Fractionated exhaled breath condensate collection shows high hydrogen peroxide release in the airways.

BACKGROUND

Exhaled breath condensate (EBC) allows noninvasive monitoring of inflammation in the lung. Activation of inflammatory cells results in an increased production of reactive oxygen species, leading to the formation of hydrogen peroxide (H(2)O(2)). In addition, cigarette smoking causes an influx of inflammatory cells, and higher levels of H(2)O(2) have been found in EBC of smokers. However, there are still unresolved issues reflected by large variations in exhaled H(2)O(2) and uncertainties about the origin of H(2)O(2) release in the lung.

METHODS

We collected EBC as fractionated samples from the airways and from the lung periphery in 10 nonsmokers, eight asymptomatic smokers, and in eight chronic obstructive pulmonary disease (COPD) patients, and H(2)O(2) concentration and acidity (pH) were analyzed in the airway and the alveolar fraction.

RESULTS

In all subjects studied, H(2)O(2) was 2.6 times higher in the airway versus the alveolar fraction.
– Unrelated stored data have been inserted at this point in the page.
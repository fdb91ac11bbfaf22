// Copyright 2026 Freshet contributors
// Licensed under the Apache License, Version 2.0
// http://www.apache.org/licenses/LICENSE-2.0

//! Bounded-replay multicast subject.

use crate::completion::Completion;
use crate::demand::Demand;
use crate::lock::Guarded;
use crate::publisher::Publisher;
use crate::subscriber::{AnySubscriber, Subscriber};
use crate::subscription::{AnySubscription, Subscription};
use std::collections::VecDeque;
use std::sync::{Arc, Weak};

/// A multicast hub that replays the last `buffer_size` values to every new
/// subscriber and tracks each subscriber's demand independently.
///
/// `send` appends to the replay buffer (oldest values evicted first) and
/// forwards to every registered subscription. `send_completion` stores the
/// terminal signal, clears the registration table, and delivers the signal
/// to every previously registered subscription; a subscriber joining after
/// that receives the buffered replay followed by the stored terminal signal
/// and is never registered.
///
/// Values are forwarded to a subscription only while it has outstanding
/// demand; anything it cannot yet accept (replayed history included) is
/// queued and flushed as further `request` calls grant credit. For any one
/// subscription, replayed history and live sends are delivered strictly in
/// original emission order.
///
/// Cloning the subject is cheap; all clones share one buffer and
/// registration table.
///
/// ```
/// use freshet_core::ReplaySubject;
///
/// let subject = ReplaySubject::<i32, freshet_core::Never>::new(2);
/// for n in [1, 2, 3, 4] {
///     subject.send(n);
/// }
/// // A subscriber joining now is replayed exactly [3, 4].
/// ```
pub struct ReplaySubject<T, E> {
    core: Arc<SubjectCore<T, E>>,
}

impl<T, E> ReplaySubject<T, E>
where
    T: Clone + Send + 'static,
    E: Clone + Send + 'static,
{
    /// Creates a subject buffering the last `buffer_size` values.
    #[must_use]
    pub fn new(buffer_size: usize) -> Self {
        Self {
            core: Arc::new(SubjectCore {
                buffer_size,
                state: Guarded::new(SubjectState {
                    buffer: VecDeque::new(),
                    completion: None,
                    subscriptions: Vec::new(),
                    upstreams: Vec::new(),
                    next_id: 0,
                }),
            }),
        }
    }

    /// Broadcasts a value to every registered subscription.
    ///
    /// A no-op once the subject has terminated.
    pub fn send(&self, value: T) {
        let targets = self.core.state.with_lock(|st| {
            if st.completion.is_some() {
                return None;
            }
            if self.core.buffer_size > 0 {
                st.buffer.push_back(value.clone());
                while st.buffer.len() > self.core.buffer_size {
                    st.buffer.pop_front();
                }
            }
            Some(st.subscriptions.clone())
        });
        // Deliver outside the subject lock: a subscriber may cancel (and
        // deregister) while handling the value.
        if let Some(targets) = targets {
            for subscription in &targets {
                subscription.enqueue(value.clone());
            }
        }
    }

    /// Terminates the subject, delivering `completion` to every registered
    /// subscription and storing it for late subscribers.
    ///
    /// A no-op if the subject has already terminated.
    pub fn send_completion(&self, completion: Completion<E>) {
        let cleared = self.core.state.with_lock(|st| {
            if st.completion.is_some() {
                return None;
            }
            st.completion = Some(completion.clone());
            Some((
                std::mem::take(&mut st.subscriptions),
                std::mem::take(&mut st.upstreams),
            ))
        });
        if let Some((targets, upstreams)) = cleared {
            tracing::debug!(subscribers = targets.len(), "replay subject terminated");
            for subscription in targets {
                subscription.terminate(completion.clone());
            }
            // Releasing the relay subscriptions outside the lock; a dropped
            // handle cancels its upstream.
            drop(upstreams);
        }
    }

    /// Returns `true` once a terminal signal has been sent.
    #[must_use]
    pub fn is_terminated(&self) -> bool {
        self.core.state.with_lock(|st| st.completion.is_some())
    }

    /// Number of currently registered subscriptions.
    #[must_use]
    pub fn subscriber_count(&self) -> usize {
        self.core.state.with_lock(|st| st.subscriptions.len())
    }
}

impl<T, E> Default for ReplaySubject<T, E>
where
    T: Clone + Send + 'static,
    E: Clone + Send + 'static,
{
    /// A subject with no replay (`buffer_size` 0).
    fn default() -> Self {
        Self::new(0)
    }
}

impl<T, E> Clone for ReplaySubject<T, E> {
    fn clone(&self) -> Self {
        Self {
            core: self.core.clone(),
        }
    }
}

impl<T, E> Publisher for ReplaySubject<T, E>
where
    T: Clone + Send + 'static,
    E: Clone + Send + 'static,
{
    type Output = T;
    type Failure = E;

    fn subscribe<S>(&self, subscriber: S)
    where
        S: Subscriber<Input = T, Failure = E> + 'static,
    {
        let downstream = AnySubscriber::new(subscriber);

        // Seed the replay and register atomically with respect to `send`,
        // so a live value can never be queued ahead of replayed history and
        // no value falls between the snapshot and registration.
        let subscription = self.core.state.with_lock(|st| {
            let id = st.next_id;
            st.next_id += 1;
            let subscription = Arc::new(ReplaySubscription {
                id,
                subject: Arc::downgrade(&self.core),
                state: Guarded::new(SubscriptionState {
                    downstream: Some(downstream.clone()),
                    demand: Demand::none(),
                    pending: st.buffer.iter().cloned().collect(),
                    completion: st.completion.clone(),
                    draining: false,
                    terminated: false,
                }),
            });
            if st.completion.is_none() {
                st.subscriptions.push(subscription.clone());
            }
            subscription
        });

        downstream.receive_subscription(AnySubscription::from_arc(subscription.clone()));
        // The subscriber usually requests demand while receiving its
        // subscription; if it did, replay has already begun. Drain again in
        // case it did not and a completion is the only thing pending.
        subscription.drain();
    }
}

struct SubjectState<T, E> {
    buffer: VecDeque<T>,
    completion: Option<Completion<E>>,
    subscriptions: Vec<Arc<ReplaySubscription<T, E>>>,
    /// Subscriptions this subject holds as a relay *consumer*. Retained so
    /// the upstream keeps producing; released when the subject terminates.
    upstreams: Vec<AnySubscription>,
    next_id: u64,
}

struct SubjectCore<T, E> {
    buffer_size: usize,
    state: Guarded<SubjectState<T, E>>,
}

struct SubscriptionState<T, E> {
    downstream: Option<AnySubscriber<T, E>>,
    demand: Demand,
    pending: VecDeque<T>,
    completion: Option<Completion<E>>,
    draining: bool,
    terminated: bool,
}

struct ReplaySubscription<T, E> {
    id: u64,
    subject: Weak<SubjectCore<T, E>>,
    state: Guarded<SubscriptionState<T, E>>,
}

enum Step<T, E> {
    Deliver(T, AnySubscriber<T, E>),
    Complete(Completion<E>, AnySubscriber<T, E>),
    Idle,
}

impl<T, E> ReplaySubscription<T, E>
where
    T: Clone + Send + 'static,
    E: Clone + Send + 'static,
{
    fn enqueue(&self, value: T) {
        let queued = self.state.with_lock(|s| {
            if s.terminated || s.downstream.is_none() {
                false
            } else {
                s.pending.push_back(value);
                true
            }
        });
        if queued {
            self.drain();
        }
    }

    fn terminate(&self, completion: Completion<E>) {
        let stored = self.state.with_lock(|s| {
            if s.terminated || s.completion.is_some() || s.downstream.is_none() {
                false
            } else {
                s.completion = Some(completion);
                true
            }
        });
        if stored {
            self.drain();
        }
    }

    /// Delivery trampoline. At most one thread drains at a time, so
    /// delivery for this subscription is strictly serialized; reentrant
    /// `request` calls from the subscriber land in state and are picked up
    /// by the active drainer.
    fn drain(&self) {
        loop {
            let step = self.state.with_lock(|s| {
                if s.draining || s.terminated {
                    return Step::Idle;
                }
                let Some(downstream) = s.downstream.clone() else {
                    return Step::Idle;
                };
                if s.demand.is_positive() {
                    if let Some(value) = s.pending.pop_front() {
                        s.demand = s.demand.decrement();
                        s.draining = true;
                        return Step::Deliver(value, downstream);
                    }
                }
                if s.pending.is_empty() {
                    if let Some(completion) = s.completion.take() {
                        s.terminated = true;
                        s.downstream = None;
                        return Step::Complete(completion, downstream);
                    }
                }
                Step::Idle
            });

            match step {
                Step::Deliver(value, downstream) => {
                    let extra = downstream.receive(value);
                    self.state.with_lock(|s| {
                        s.draining = false;
                        s.demand += extra;
                    });
                }
                Step::Complete(completion, downstream) => {
                    downstream.receive_completion(completion);
                    self.deregister();
                    return;
                }
                Step::Idle => return,
            }
        }
    }

    fn deregister(&self) {
        if let Some(subject) = self.subject.upgrade() {
            subject.state.with_lock(|st| {
                st.subscriptions.retain(|s| s.id != self.id);
            });
        }
    }
}

impl<T, E> Subscription for ReplaySubscription<T, E>
where
    T: Clone + Send + 'static,
    E: Clone + Send + 'static,
{
    fn request(&self, demand: Demand) {
        if demand.is_none() {
            return;
        }
        let granted = self.state.with_lock(|s| {
            if s.terminated {
                false
            } else {
                s.demand += demand;
                true
            }
        });
        if granted {
            self.drain();
        }
    }

    fn cancel(&self) {
        let cleaned = self.state.with_lock(|s| {
            if s.terminated {
                None
            } else {
                s.terminated = true;
                s.pending.clear();
                s.completion = None;
                s.downstream.take()
            }
        });
        if cleaned.is_some() {
            drop(cleaned);
            self.deregister();
        }
    }
}

/// The subject is itself a subscriber, so it can relay an upstream
/// publisher to all of its own subscribers. It requests unlimited demand
/// and forwards values and the terminal signal to `send`/`send_completion`.
impl<T, E> Subscriber for ReplaySubject<T, E>
where
    T: Clone + Send + Sync + 'static,
    E: Clone + Send + Sync + 'static,
{
    type Input = T;
    type Failure = E;

    fn receive_subscription(&self, subscription: AnySubscription) {
        let retained = self.core.state.with_lock(|st| {
            if st.completion.is_some() {
                false
            } else {
                st.upstreams.push(subscription.clone());
                true
            }
        });
        if retained {
            subscription.request(Demand::Unlimited);
        } else {
            subscription.cancel();
        }
    }

    fn receive(&self, input: T) -> Demand {
        self.send(input);
        Demand::Unlimited
    }

    fn receive_completion(&self, completion: Completion<E>) {
        self.send_completion(completion);
    }
}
Airway H(2)O(2) was twofold higher in smokers and fivefold higher in COPD patients compared to nonsmokers. In all study groups, there was no significant difference in deaerated pH between the airway and the alveolar sample.

CONCLUSIONS

Exhaled H(2)O(2) is released at higher concentrations from the airways of all subjects studied, implying that the airways may be the dominant location of H(2)O(2) production. Because many lung diseases cause inflammation at different sites of the lung, fractionated sampling of EBC can reduce variability and maintain an anatomical allocation of the exhaled biomarkers.